§ What needs to be done:
Write out again, exactly, the lines below starting at the one with "impl Node<PipelineState> for ProcessInputsNode" and ending at the one with "let mut documents = Vec::new();".

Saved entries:
* * * * *
//! Parallel research execution: fan each planned query out across its
//! sources, re-check the token budget between queries, and merge
//! whatever was gathered. Partial results are always kept.

use std::collections::BTreeMap;
use std::sync::Arc;

use async_trait::async_trait;
use stategraph::{Node, Result};
use tracing::info;

use crate::config::PipelineConfig;
use crate::research::{ResearchExecutor, organizer};
use crate::state::{Action, PipelineState};

use super::ids;

const MEDIUM_PRIORITY_LIMIT: usize = 2;

pub struct ConductResearchNode {
    executor: Arc<ResearchExecutor>,
    config: Arc<PipelineConfig>,
}

impl ConductResearchNode {
    pub fn new(executor: Arc<ResearchExecutor>, config: Arc<PipelineConfig>) -> Self {
        Self { executor, config }
    }

    fn over_budget(&self, state: &PipelineState) -> bool {
        state.total_tokens() > self.config.research_token_hard_stop
    }
}

#[async_trait]
impl Node<PipelineState> for ConductResearchNode {
    fn id(&self) -> &str {
        ids::CONDUCT_RESEARCH
    }

    async fn run(&self, state: &PipelineState) -> Result<PipelineState> {
        if state.research_queries.is_empty() {
            return Ok(state
                .update()
                .next_action(Action::BlogStructuring)
                .finish());
        }

        let plan = state.research_plan.clone().unwrap_or_default();
        let mut all_results = BTreeMap::new();

        for planned in &plan.high {
            let per_source = self
                .executor
                .run_query(&planned.query, &planned.sources)
                .await;
            all_results.insert(planned.query.clone(), per_source);
            if self.over_budget(state) {
                info!("token budget exhausted during high-priority research");
                break;
            }
        }

        if !self.over_budget(state) {
            for planned in plan.medium.iter().take(MEDIUM_PRIORITY_LIMIT) {
                let per_source = self
                    .executor
                    .run_query(&planned.query, &planned.sources)
                    .await;
                all_results.insert(planned.query.clone(), per_source);
                if self.over_budget(state) {
                    break;
                }
            }
        }
        // Low-priority queries are never executed automatically.

        let executed = all_results.len();
        let research = organizer::organize(all_results, &state.research);
        info!(
            executed,
            sources = research.by_source.len(),
            citations = research.citations.len(),
            "research merged"
        );

        Ok(state
            .update()
            .research(research)
            .next_action(Action::BlogStructuring)
            .finish())
    }
}

#[cfg(test)]
mod tests {
    use super::*;
    use crate::research::SourceFetcher;
    use crate::state::{PlannedQuery, ResearchPlan, ResearchResult};
    use std::time::Duration;

    struct OneHitFetcher(&'static str);

    #[async_trait]
    impl SourceFetcher for OneHitFetcher {
        fn name(&self) -> &'static str {
            self.0
        }

        async fn fetch(&self, query: &str) -> Vec<ResearchResult> {
            vec![ResearchResult {
                title: format!("{} result for {query}", self.0),
                url: Some(format!("http://example.com/{}/{query}", self.0)),
                content: "body".to_string(),
                summary: None,
                metadata: Default::default(),
            }]
        }
    }

    fn executor() -> Arc<ResearchExecutor> {
        Arc::new(ResearchExecutor::new(
            vec![Arc::new(OneHitFetcher("web")), Arc::new(OneHitFetcher("arxiv"))],
            Duration::from_secs(5),
        ))
    }

    fn planned(query: &str, sources: &[&str]) -> PlannedQuery {
        PlannedQuery {
            query: query.to_string(),
            sources: sources.iter().map(|s| s.to_string()).collect(),
        }
    }

    #[tokio::test]
    async fn executes_high_and_capped_medium_priority() {
        let node = ConductResearchNode::new(executor(), Arc::new(PipelineConfig::default()));
        let mut state = PipelineState::new(100);
        state.research_queries = vec!["q1".to_string()];
        state.research_plan = Some(ResearchPlan {
            high: vec![planned("q-high", &["web", "arxiv"])],
            medium: vec![
                planned("q-med-1", &["web"]),
                planned("q-med-2", &["web"]),
                planned("q-med-3", &["web"]),
            ],
            low: vec![planned("q-low", &["web"])],
        });

        let next = node.run(&state).await.unwrap();
        // high + 2 medium, low never runs
        assert_eq!(next.research.by_topic.len(), 3);
        assert!(next.research.by_topic.contains_key("q-high"));
        assert!(next.research.by_topic.contains_key("q-med-2"));
        assert!(!next.research.by_topic.contains_key("q-med-3"));
        assert!(!next.research.by_topic.contains_key("q-low"));
        assert_eq!(next.next_action, Action::BlogStructuring);
        // merged by source across queries
        assert_eq!(next.research.by_source["web"].len(), 3);
    }

    #[tokio::test]
    async fn over_budget_skips_medium_but_keeps_high_results() {
        let node = ConductResearchNode::new(executor(), Arc::new(PipelineConfig::default()));
        let mut state = PipelineState::new(100);
        state.research_queries = vec!["q1".to_string()];
        state.token_usage.insert("m".to_string(), 960_000);
        state.research_plan = Some(ResearchPlan {
            high: vec![planned("q-high", &["web"])],
            medium: vec![planned("q-med", &["web"])],
            low: vec![],
        });

        let next = node.run(&state).await.unwrap();
        assert!(next.research.by_topic.contains_key("q-high"));
        assert!(!next.research.by_topic.contains_key("q-med"));
    }

    #[tokio::test]
    async fn no_queries_routes_straight_to_structuring() {
        let node = ConductResearchNode::new(executor(), Arc::new(PipelineConfig::default()));
        let state = PipelineState::new(100);
        let next = node.run(&state).await.unwrap();
        assert_eq!(next.next_action, Action::BlogStructuring);
        assert!(next.research.by_topic.is_empty());
    }
}
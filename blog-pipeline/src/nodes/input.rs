use std::path::Path;
use std::sync::Arc;

use async_trait::async_trait;
use stategraph::{GraphError, Node, Result};
use tracing::info;

use crate::extract::DocumentExtractor;
use crate::state::{Action, PipelineState};

use super::ids;

/// Extracts text from every uploaded file. Unreadable files simply
/// contribute nothing.
pub struct ProcessInputsNode {
    extractor: Arc<dyn DocumentExtractor>,
}

impl ProcessInputsNode {
    pub fn new(extractor: Arc<dyn DocumentExtractor>) -> Self {
        Self { extractor }
    }
}

#[async_trait]
impl Node<PipelineState> for ProcessInputsNode {
    fn id(&self) -> &str {
        ids::PROCESS_INPUTS
    }

    async fn run(&self, state: &PipelineState) -> Result<PipelineState> {
        let mut documents = Vec::new();
        for path in &state.uploaded_files {
            let text = self.extractor.extract_text(Path::new(path)).await;
            if !text.is_empty() {
                documents.push(text);
            }
        }
        info!(
            uploaded = state.uploaded_files.len(),
            extracted = documents.len(),
            "processed uploaded documents"
        );

        Ok(state
            .update()
            .documents(documents)
            .next_action(Action::RouteInputs)
            .finish())
    }
}

/// Routes on input availability. Having neither code nor documents is a
/// fatal error, not a degradable one.
pub struct RouteInputsNode;

#[async_trait]
impl Node<PipelineState> for RouteInputsNode {
    fn id(&self) -> &str {
        ids::ROUTE_INPUTS
    }

    async fn run(&self, state: &PipelineState) -> Result<PipelineState> {
        let has_code = state
            .source_code
            .as_deref()
            .is_some_and(|code| !code.trim().is_empty());
        let has_docs = !state.documents.is_empty();

        let action = match (has_code, has_docs) {
            (true, true) => Action::ProcessBoth,
            (true, false) => Action::ProcessCode,
            (false, true) => Action::ProcessDocs,
            (false, false) => {
                return Err(GraphError::MissingInput(
                    "no source code and no documents provided".to_string(),
                ));
            }
        };

        Ok(state.update().next_action(action).finish())
    }
}

#[cfg(test)]
mod tests {
    use super::*;

    #[tokio::test]
    async fn routes_by_available_inputs() {
        let mut state = PipelineState::new(100);
        state.source_code = Some("fn main() {}".to_string());
        let routed = RouteInputsNode.run(&state).await.unwrap();
        assert_eq!(routed.next_action, Action::ProcessCode);

        state.documents = vec!["a doc".to_string()];
        let routed = RouteInputsNode.run(&state).await.unwrap();
        assert_eq!(routed.next_action, Action::ProcessBoth);

        state.source_code = None;
        let routed = RouteInputsNode.run(&state).await.unwrap();
        assert_eq!(routed.next_action, Action::ProcessDocs);
    }

    #[tokio::test]
    async fn no_inputs_is_fatal() {
        let state = PipelineState::new(100);
        let err = RouteInputsNode.run(&state).await.unwrap_err();
        assert!(matches!(err, GraphError::MissingInput(_)));
    }
}
use axum::extract::State;
use axum::{
    Router,
    http::StatusCode,
    response::Json,
    routing::{get, post},
};
use blog_pipeline::{Pipeline, PipelineConfig, PipelineInput};
use serde::Serialize;
use std::sync::Arc;
use stategraph::GraphError;
use tower::ServiceBuilder;
use tower_http::trace::TraceLayer;
use tracing::{Level, error, info};
use uuid::Uuid;

#[derive(Debug, Serialize)]
struct GenerateResponse {
    run_id: String,
    status: String,
    final_document: Option<String>,
    sections: usize,
    total_tokens: u64,
    remaining_credits: u32,
}

#[derive(Debug, Serialize)]
struct ErrorResponse {
    error: String,
}

#[derive(Clone)]
struct AppState {
    pipeline: Arc<Pipeline>,
}

async fn health_check() -> &'static str {
    "OK"
}

fn error_response(status: StatusCode, message: String) -> (StatusCode, Json<ErrorResponse>) {
    (status, Json(ErrorResponse { error: message }))
}

async fn generate(
    State(state): State<AppState>,
    Json(input): Json<PipelineInput>,
) -> Result<Json<GenerateResponse>, (StatusCode, Json<ErrorResponse>)> {
    let run_id = Uuid::new_v4().to_string();
    info!(run_id = %run_id, "received generation request");

    let final_state = state.pipeline.run(input).await.map_err(|e| {
        error!(run_id = %run_id, error = %e, "pipeline run failed");
        let status = match &e {
            GraphError::MissingInput(_) => StatusCode::UNPROCESSABLE_ENTITY,
            _ => StatusCode::INTERNAL_SERVER_ERROR,
        };
        error_response(status, format!("pipeline run failed: {e}"))
    })?;

    info!(run_id = %run_id, "generation request completed");
    Ok(Json(GenerateResponse {
        run_id,
        status: "completed".to_string(),
        sections: final_state.section_drafts.len(),
        total_tokens: final_state.total_tokens(),
        remaining_credits: final_state.free_tier_credits,
        final_document: final_state.final_document,
    }))
}

#[tokio::main]
async fn main() -> Result<(), Box<dyn std::error::Error>> {
    tracing_subscriber::fmt()
        .with_max_level(Level::INFO)
        .compact()
        .init();

    info!("starting blog pipeline service");

    let config = PipelineConfig::from_env()?;
    let pipeline = Arc::new(Pipeline::new(config)?);
    let state = AppState { pipeline };

    let app = Router::new()
        .route("/health", get(health_check))
        .route("/generate", post(generate))
        .with_state(state)
        .layer(ServiceBuilder::new().layer(TraceLayer::new_for_http()));

    let listener = tokio::net::TcpListener::bind("0.0.0.0:3000").await?;
    info!("server running on http://0.0.0.0:3000");
    info!("endpoints: GET /health, POST /generate");

    axum::serve(listener, app).await?;

    Ok(())
}
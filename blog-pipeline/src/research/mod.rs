//! Research fetch boundary and backends. A fetcher maps a query to a
//! list of normalized [`ResearchResult`]s and never lets an error
//! escape its boundary; failures degrade to an empty list.

pub mod arxiv;
pub mod executor;
pub mod github;
pub mod organizer;
pub mod substack;
pub mod web;

use std::sync::atomic::{AtomicU32, Ordering};

use async_trait::async_trait;

use crate::state::ResearchResult;

pub use arxiv::ArxivFetcher;
pub use executor::ResearchExecutor;
pub use github::GithubFetcher;
pub use substack::SubstackFetcher;
pub use web::WebFetcher;

/// Canonical source names used in plans, fetcher registries and the
/// merged research context.
pub mod sources {
    pub const ARXIV: &str = "arxiv";
    pub const WEB: &str = "web";
    pub const GITHUB: &str = "github";
    pub const SUBSTACK: &str = "substack";
}

#[async_trait]
pub trait SourceFetcher: Send + Sync {
    fn name(&self) -> &'static str;

    /// Fetch results for one query. Must not raise past this boundary;
    /// internal failures return an empty list.
    async fn fetch(&self, query: &str) -> Vec<ResearchResult>;
}

/// Per-run call budget for rate-limited backends. Owned by the fetcher
/// that needs it; there is no process-wide counter, so concurrent
/// pipeline runs do not interfere.
#[derive(Debug)]
pub struct RateLimiter {
    max_calls: u32,
    used: AtomicU32,
}

impl RateLimiter {
    pub fn new(max_calls: u32) -> Self {
        Self {
            max_calls,
            used: AtomicU32::new(0),
        }
    }

    /// Claim one call slot. Returns false once the budget is spent.
    pub fn try_acquire(&self) -> bool {
        self.used
            .fetch_update(Ordering::SeqCst, Ordering::SeqCst, |used| {
                (used < self.max_calls).then_some(used + 1)
            })
            .is_ok()
    }
}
* * * * *
§ Result of this task:
impl Node<PipelineState> for ProcessInputsNode {
    fn id(&self) -> &str {
        ids::PROCESS_INPUTS
    }

    async fn run(&self, state: &PipelineState) -> Result<PipelineState> {
        let mut documents = Vec::new();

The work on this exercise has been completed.